Senior ETL Pipeline Engineer
Caris Life Sciences
At Caris, we understand that cancer is an ugly word—a word no one wants to hear, but one that connects us all. That’s why we’re not just transforming cancer care—we’re changing lives.
We introduced precision medicine to the world and built an industry around the idea that every patient deserves answers as unique as their DNA. Backed by cutting-edge molecular science and AI, we ask ourselves every day: “What would I do if this patient were my mom?” That question drives everything we do.
But our mission doesn’t stop with cancer. We're pushing the frontiers of medicine and leading a revolution in healthcare—driven by innovation, compassion, and purpose.
Join us in our mission to improve the human condition across multiple diseases. If you're passionate about meaningful work and want to be part of something bigger than yourself, Caris is where your impact begins.
Position Summary
The Senior ETL Pipeline Engineer is a Senior level role within Caris Life Sciences responsible for productionalizing and maintaining existing pipelines, designing and implementing new ones, automating data quality checks, and enabling smooth handoffs to downstream teams. You will work with large, complex datasets and collaborate closely with upstream data providers and downstream users to ensure our pipelines meet scientific and operational needs. This role requires a self-starter who can independently drive projects from concept through deployment.
Job Responsibilities
Deliver high-quality, maintainable, and reproducible pipelines that meet production standards, including logging, error handling, and modular design to support genomics research
Productionalize existing ETL pipelines to enable consistent, repeatable execution.

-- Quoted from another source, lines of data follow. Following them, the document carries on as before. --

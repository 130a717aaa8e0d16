//! Tauri 命令模块
//!
//! 提供前端调用的所有 Tauri 命令接口，按功能分组：
//! - record: 使用事件记录命令
//! - query: 使用统计查询命令
//! - chat: 健康助手聊天命令
//! - emotion: 情绪识别命令
//! - config: 配置管理命令

pub mod chat;
pub mod config;
pub mod emotion;
pub mod query;
pub mod record;

// 重新导出所有命令
pub use chat::*;
pub use config::*;
pub use emotion::*;
pub use query::*;
pub use record::*;
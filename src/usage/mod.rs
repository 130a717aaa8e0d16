// 使用统计模块 - 事件源、聚合器、分类器与指标的组合

pub mod aggregator;
pub mod classifier;
pub mod metrics;
pub mod source;

use crate::models::{AppUsageInfo, UsageSnapshot};
use aggregator::{aggregate, AggregationRules};
use chrono::{Local, NaiveTime};
use classifier::CategoryRules;
use source::UsageEventSource;
use std::sync::Arc;
use tracing::{info, warn};

/// 使用统计收集器 - 组合事件源、聚合器和分类器
pub struct UsageCollector {
    source: Arc<dyn UsageEventSource>,
}

impl UsageCollector {
    pub fn new(source: Arc<dyn UsageEventSource>) -> Self {
        Self { source }
    }

    /// 统计今日（本地零点到现在）的应用使用情况
    ///
    /// 权限缺失返回带标记的空快照而不是错误，
    /// 显示名称查询失败只丢弃受影响的应用并计数
    pub async fn snapshot_today(
        &self,
        rules: &AggregationRules,
        category_rules: &CategoryRules,
    ) -> UsageSnapshot {
        let now = Local::now();
        let window_start = now
            .with_time(NaiveTime::MIN)
            .single()
            .unwrap_or(now)
            .timestamp_millis();
        let window_end = now.timestamp_millis();

        self.snapshot_window(window_start, window_end, rules, category_rules)
            .await
    }

    /// 统计指定窗口内的应用使用情况
    pub async fn snapshot_window(
        &self,
        window_start: i64,
        window_end: i64,
        rules: &AggregationRules,
        category_rules: &CategoryRules,
    ) -> UsageSnapshot {
        if !self.source.has_permission().await {
            warn!("事件源权限缺失, 返回空的使用统计");
            return UsageSnapshot::permission_denied(window_start, window_end);
        }

        let events = match self.source.query_events(window_start, window_end).await {
            Ok(events) => events,
            Err(e) => {
                // 事件源整体不可用时退化为空结果，不让上层崩溃
                warn!("查询使用事件失败: {}", e);
                return UsageSnapshot {
                    window_start,
                    window_end,
                    permission_denied: false,
                    apps: Vec::new(),
                    skipped_malformed: 0,
                    dropped_lookup: 0,
                };
            }
        };

        let outcome = aggregate(&events, window_end, rules);

        let mut apps = Vec::with_capacity(outcome.totals.len());
        let mut dropped_lookup = 0usize;
        for (package_id, total) in outcome.totals {
            match self.source.lookup_display_name(&package_id).await {
                Some(display_name) => {
                    let category = category_rules.classify(&package_id);
                    apps.push(AppUsageInfo {
                        package_id,
                        display_name,
                        total_foreground_millis: total,
                        category,
                    });
                }
                None => {
                    // 应用元数据不可用（如已卸载），只丢弃这一个包
                    dropped_lookup += 1;
                }
            }
        }

        // 按使用时长降序，同时长按包名升序
        apps.sort_by(|a, b| {
            b.total_foreground_millis
                .cmp(&a.total_foreground_millis)
                .then_with(|| a.package_id.cmp(&b.package_id))
        });

        info!(
            "使用统计完成: {} 个应用, 跳过 {} 条坏事件, 丢弃 {} 个无名称应用",
            apps.len(),
            outcome.skipped_malformed,
            dropped_lookup
        );

        UsageSnapshot {
            window_start,
            window_end,
            permission_denied: false,
            apps,
            skipped_malformed: outcome.skipped_malformed,
            dropped_lookup,
        }
    }
}

#[cfg(test)]
mod tests {
    use super::*;
    use crate::models::{AppCategory, EventKind, UsageEvent};
    use source::EventLog;

    async fn seeded_log() -> Arc<EventLog> {
        let log = Arc::new(EventLog::new());
        log.register_app("com.instagram.android".to_string(), "Instagram".to_string())
            .await;
        log.register_app("com.example.reader".to_string(), "Reader".to_string())
            .await;
        log
    }

    #[tokio::test]
    async fn test_snapshot_classifies_and_sorts() {
        let log = seeded_log().await;
        log.record(UsageEvent::new("com.instagram.android", 0, EventKind::Foreground))
            .await;
        log.record(UsageEvent::new(
            "com.instagram.android",
            120_000,
            EventKind::Background,
        ))
        .await;
        log.record(UsageEvent::new("com.example.reader", 0, EventKind::Foreground))
            .await;
        log.record(UsageEvent::new(
            "com.example.reader",
            300_000,
            EventKind::Background,
        ))
        .await;

        let collector = UsageCollector::new(log);
        let snapshot = collector
            .snapshot_window(
                0,
                400_000,
                &AggregationRules::default(),
                &CategoryRules::default(),
            )
            .await;

        assert!(!snapshot.permission_denied);
        assert_eq!(snapshot.apps.len(), 2);
        assert_eq!(snapshot.apps[0].package_id, "com.example.reader");
        assert_eq!(snapshot.apps[0].total_foreground_millis, 300_000);
        assert_eq!(snapshot.apps[1].category, AppCategory::SocialMedia);
    }

    #[tokio::test]
    async fn test_permission_denied_gives_empty_snapshot() {
        let log = seeded_log().await;
        log.record(UsageEvent::new("com.instagram.android", 0, EventKind::Foreground))
            .await;
        log.set_permission(false).await;

        let collector = UsageCollector::new(log);
        let snapshot = collector
            .snapshot_window(
                0,
                400_000,
                &AggregationRules::default(),
                &CategoryRules::default(),
            )
            .await;

        assert!(snapshot.permission_denied);
        assert!(snapshot.apps.is_empty());
    }

    #[tokio::test]
    async fn test_unregistered_package_dropped_and_counted() {
        let log = seeded_log().await;
        log.record(UsageEvent::new("com.gone.app", 0, EventKind::Foreground))
            .await;
        log.record(UsageEvent::new("com.gone.app", 120_000, EventKind::Background))
            .await;
        log.record(UsageEvent::new("com.example.reader", 0, EventKind::Foreground))
            .await;
        log.record(UsageEvent::new(
            "com.example.reader",
            120_000,
            EventKind::Background,
        ))
        .await;

        let collector = UsageCollector::new(log);
        let snapshot = collector
            .snapshot_window(
                0,
                400_000,
                &AggregationRules::default(),
                &CategoryRules::default(),
            )
            .await;

        assert_eq!(snapshot.dropped_lookup, 1);
        assert_eq!(snapshot.apps.len(), 1);
        assert_eq!(snapshot.apps[0].package_id, "com.example.reader");
    }
}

Create new data pipelines using tools like AWS Step Functions and Metaflow to support evolving research and analysis goals.

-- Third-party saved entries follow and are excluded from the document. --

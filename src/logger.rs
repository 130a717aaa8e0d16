// 自定义日志层 - 支持将日志实时推送到前端

use std::sync::{Arc, RwLock};
use tauri::{AppHandle, Emitter};
use tracing::subscriber::SetGlobalDefaultError;
use tracing::{Event, Subscriber};
use tracing_subscriber::layer::{Context, SubscriberExt};
use tracing_subscriber::Layer;

/// 日志消息
#[derive(Clone, Debug, serde::Serialize)]
pub struct LogMessage {
    pub timestamp: String,
    pub level: String,
    pub target: String,
    pub message: String,
}

/// 日志推送器 - 将日志发送到前端
pub struct LogBroadcaster {
    app_handle: Arc<RwLock<Option<AppHandle>>>,
    enabled: Arc<RwLock<bool>>,
}

impl LogBroadcaster {
    pub fn new() -> Self {
        Self {
            app_handle: Arc::new(RwLock::new(None)),
            enabled: Arc::new(RwLock::new(true)),
        }
    }

    /// 设置 Tauri App Handle
    pub fn set_app_handle(&self, handle: AppHandle) {
        if let Ok(mut app) = self.app_handle.write() {
            *app = Some(handle);
        }
    }

    /// 设置日志推送开关（跟随配置中的 enable_frontend_logging）
    pub fn set_enabled(&self, enabled: bool) {
        if let Ok(mut e) = self.enabled.write() {
            *e = enabled;
        }
    }

    /// 获取日志推送状态
    pub fn is_enabled(&self) -> bool {
        self.enabled.read().map(|e| *e).unwrap_or(false)
    }

    /// 发送日志到前端
    fn emit_log(&self, log: LogMessage) {
        // 检查是否启用
        if !self.is_enabled() {
            return;
        }

        // 获取 app handle 并发送事件
        if let Ok(app_guard) = self.app_handle.read() {
            if let Some(app) = app_guard.as_ref() {
                let _ = app.emit("log-message", &log);
            }
        }
    }
}

impl Default for LogBroadcaster {
    fn default() -> Self {
        Self::new()
    }
}

/// 自定义日志层
pub struct TauriLogLayer {
    broadcaster: Arc<LogBroadcaster>,
}

impl TauriLogLayer {
    pub fn new(broadcaster: Arc<LogBroadcaster>) -> Self {
        Self { broadcaster }
    }
}

impl<S: Subscriber> Layer<S> for TauriLogLayer {
    fn on_event(&self, event: &Event<'_>, _ctx: Context<'_, S>) {
        // 提取日志级别
        let metadata = event.metadata();
        let level = metadata.level().to_string();
        let target = metadata.target().to_string();

        // 使用 visitor 提取消息
        struct MessageVisitor {
            message: String,
        }

        impl tracing::field::Visit for MessageVisitor {
            fn record_debug(&mut self, field: &tracing::field::Field, value: &dyn std::fmt::Debug) {
                if field.name() == "message" {
                    self.message = format!("{:?}", value);
                    // 移除首尾引号
                    if self.message.starts_with('"') && self.message.ends_with('"') {
                        self.message = self.message[1..self.message.len() - 1].to_string();
                    }
                }
            }
        }

        let mut visitor = MessageVisitor {
            message: String::new(),
        };
        event.record(&mut visitor);

        // 生成时间戳
        let timestamp = chrono::Local::now().format("%Y-%m-%d %H:%M:%S%.3f").to_string();

        // 创建日志消息
        let log = LogMessage {
            timestamp,
            level,
            target,
            message: visitor.message,
        };

        // 发送到前端
        self.broadcaster.emit_log(log);
    }
}

/// 初始化日志系统（带 Tauri 推送功能）
pub fn init_with_broadcaster(
    broadcaster: Arc<LogBroadcaster>,
) -> Result<(), SetGlobalDefaultError> {
    use std::path::PathBuf;
    use tracing_subscriber::fmt::time::LocalTime;
    use tracing_subscriber::fmt::writer::MakeWriterExt;

    // 获取日志目录
    let log_dir = if cfg!(target_os = "macos") {
        let home = std::env::var("HOME").unwrap_or_else(|_| ".".to_string());
        PathBuf::from(home).join("Library/Logs/wellbeing-analyzer")
    } else if cfg!(target_os = "windows") {
        let appdata = std::env::var("APPDATA").unwrap_or_else(|_| ".".to_string());
        PathBuf::from(appdata).join("wellbeing-analyzer").join("logs")
    } else {
        let home = std::env::var("HOME").unwrap_or_else(|_| ".".to_string());
        PathBuf::from(home).join(".local/share/wellbeing-analyzer/logs")
    };

    // 创建日志目录
    std::fs::create_dir_all(&log_dir).ok();

    // 配置日志输出到文件（每天轮转）
    let file_appender = tracing_appender::rolling::daily(log_dir.clone(), "app.log");
    let (non_blocking, _guard) = tracing_appender::non_blocking(file_appender);

    // 保持 guard 在整个程序生命周期
    std::mem::forget(_guard);

    // 使用 MultiWriter 同时输出到控制台和文件
    let writer = std::io::stdout.and(non_blocking);

    // 使用本地时区
    let timer = LocalTime::new(
        time::format_description::parse(
            "[year]-[month]-[day] [hour]:[minute]:[second].[subsecond digits:3]",
        )
        .unwrap(),
    );

    // 创建自定义日志层
    let tauri_layer = TauriLogLayer::new(broadcaster);

    // 组合所有层
    let subscriber = tracing_subscriber::fmt()
        .with_max_level(tracing::Level::INFO)
        .with_writer(writer)
        .with_timer(timer)
        .with_ansi(cfg!(debug_assertions)) // release 版本不使用颜色代码
        .finish()
        .with(tauri_layer);

    tracing::subscriber::set_global_default(subscriber)?;

    eprintln!("日志文件位置: {:?}", log_dir);
    Ok(())
}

Implement automated QC/QA steps to ensure data accuracy, completeness, and reproducibility.
Monitor pipeline performance and proactively address data anomalies or failures.

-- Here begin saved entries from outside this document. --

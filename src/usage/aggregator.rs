// 使用事件聚合器 - 将前台/后台切换事件配对为每个应用的前台时长

use crate::models::{EventKind, UsageEvent};
use serde::{Deserialize, Serialize};
use std::collections::{HashMap, HashSet};
use tracing::debug;

/// 聚合规则 - 排除集与最小时长阈值
///
/// 以显式参数注入而非全局静态集合，方便测试时替换规则
#[derive(Debug, Clone, Serialize, Deserialize)]
pub struct AggregationRules {
    /// 本应用自身的包名（统计结果中排除自己）
    pub self_package: String,
    /// 始终排除的系统包名（启动器、系统UI等）
    pub excluded_packages: HashSet<String>,
    /// 最小使用时长（毫秒），低于此值视为瞬时唤醒噪音
    pub min_usage_millis: i64,
}

impl Default for AggregationRules {
    fn default() -> Self {
        Self {
            self_package: "com.wellbeing.analyzer".to_string(),
            excluded_packages: [
                "android",
                "com.android.systemui",
                "com.android.launcher",
                "com.android.launcher3",
                "com.google.android.permissioncontroller",
                "com.android.providers.settings",
            ]
            .iter()
            .map(|s| s.to_string())
            .collect(),
            min_usage_millis: 60_000,
        }
    }
}

/// 一次聚合的输出：包名到前台总时长的映射，加上坏事件计数
#[derive(Debug, Clone, Default)]
pub struct AggregationOutcome {
    /// 包名 -> 累计前台时长（毫秒，恒为正）
    pub totals: HashMap<String, i64>,
    /// 缺少包名而被跳过的事件数量
    pub skipped_malformed: usize,
}

/// 把按时间顺序排列的前台/后台事件流配对成每个应用的前台总时长
///
/// 配对规则：
/// 1. FOREGROUND 事件在没有未关闭区间时开启新区间；
///    已有未关闭区间时保留原起点（重复的前台信号直接忽略，
///    避免虚增时长）
/// 2. BACKGROUND 事件关闭对应的未关闭区间，时长为正才累加；
///    没有未关闭区间的 BACKGROUND 事件无法归属时长，忽略
/// 3. 事件流耗尽后，仍未关闭的区间按 window_end 收口
///    （对应查询时刻还在前台的应用）
///
/// 时钟异常（非正时长）直接丢弃，绝不做减法
pub fn aggregate(
    events: &[UsageEvent],
    window_end: i64,
    rules: &AggregationRules,
) -> AggregationOutcome {
    // 每个包当前未关闭区间的起点
    let mut open_starts: HashMap<&str, i64> = HashMap::new();
    let mut totals: HashMap<String, i64> = HashMap::new();
    let mut skipped_malformed = 0usize;

    for event in events {
        if event.package_id.is_empty() {
            // 缺少包名的坏记录，跳过但不中断整个聚合
            skipped_malformed += 1;
            continue;
        }

        match event.kind {
            EventKind::Foreground => {
                // 保留首个前台起点，重复的前台事件忽略
                open_starts
                    .entry(event.package_id.as_str())
                    .or_insert(event.timestamp);
            }
            EventKind::Background => {
                if let Some(start) = open_starts.remove(event.package_id.as_str()) {
                    let duration = event.timestamp - start;
                    if duration > 0 {
                        *totals.entry(event.package_id.clone()).or_insert(0) += duration;
                    }
                }
            }
        }
    }

    // 查询时刻仍在前台的应用，按窗口终点收口
    for (package, start) in open_starts {
        let duration = window_end - start;
        if duration > 0 {
            *totals.entry(package.to_string()).or_insert(0) += duration;
        }
    }

    // 过滤：自身包、排除集、低于最小时长的噪音
    totals.retain(|package, total| {
        package != &rules.self_package
            && !rules.excluded_packages.contains(package)
            && *total >= rules.min_usage_millis
    });

    debug!(
        "聚合完成: {} 个应用有前台时长, 跳过 {} 条坏事件",
        totals.len(),
        skipped_malformed
    );

    AggregationOutcome {
        totals,
        skipped_malformed,
    }
}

Work closely with upstream data providers (e.g., lab systems, sequencing platforms) to understand data formats and delivery schedules.
Partner with downstream consumers (e.g., data scientists, bioinformaticians, clinical teams) to ensure data usability and accessibility.
Integrate pipelines with AWS-based infrastructure, primarily writing outputs to S3.
Lead technical decision-making, advocate for best practices, and see projects through to completion.
Meet all assigned targets and goals set by management.
Perform other related duties as assigned.
Stay current with emerging technologies in data engineering, genomics, and cloud computing.
Take ownership of assigned projects through deployment and monitoring.
Communicate progress, risks, and blockers to ensure timely delivery of milestones.
Required Qualifications
Bachelor's degree from an accredited university or equivalent work experience in a related field.
6+ years in data engineering, with a track record of building robust, production-grade pipelines, having owned and delivered complex ETL systems end-to-end, not just scripts or prototypes.
Proficient in Python for data processing and workflow development (e.g., using pandas, boto3, etc.).
Comfortable navigating and contributing to large, modular codebases that use object-oriented design principles to promote reuse and maintainability.
Strong software engineering fundamentals — version control, testing, code review, and documentation are second nature
Solid SQL skills — able to read from and query SQL databases effectively.
Experience with AWS, particularly S3, Step Functions, and general cloud-based data workflows.
Experience working with large, complex datasets in a production environment
Familiarity with workflow management tools such as Metaflow.
Demonstrated ability to work independently, prioritize tasks, and deliver results with minimal supervision.
Proven ability to collaborate with upstream data providers and downstream users to troubleshoot issues and ensure reliable data delivery
Preferred Qualifications
Exposure to genomics, molecular biology, or biomedical datasets (e.g., VCF, gene expression matrices, variant annotation tables) is a strong plus.
Experience with Athena, Glue, or similar AWS data catalog/query tools
Knowledge of data lineage, reproducibility, and scientific computing best practices.
Familiarity with infrastructure-as-code or containerization tools (e.g., Terraform, Docker, CDK).
Training
All job specific, safety, and compliance training are assigned based on the job functions associated with this employee.
Conditions of Employment: Individual must successfully complete pre-employment process, which includes criminal background check, drug screening, credit check ( applicable for certain positions) and reference verification.
This job description reflects management’s assignment of essential functions. Nothing in this job description restricts management’s right to assign or reassign duties and responsibilities to this job at any time.
Caris Life Sciences is an equal opportunity employer. All qualified applicants will receive consideration for employment without regard to race, religion, color, national origin, gender, gender identity, sexual orientation, age, status as a protected veteran, among other things, or status as a qualified individual with disability.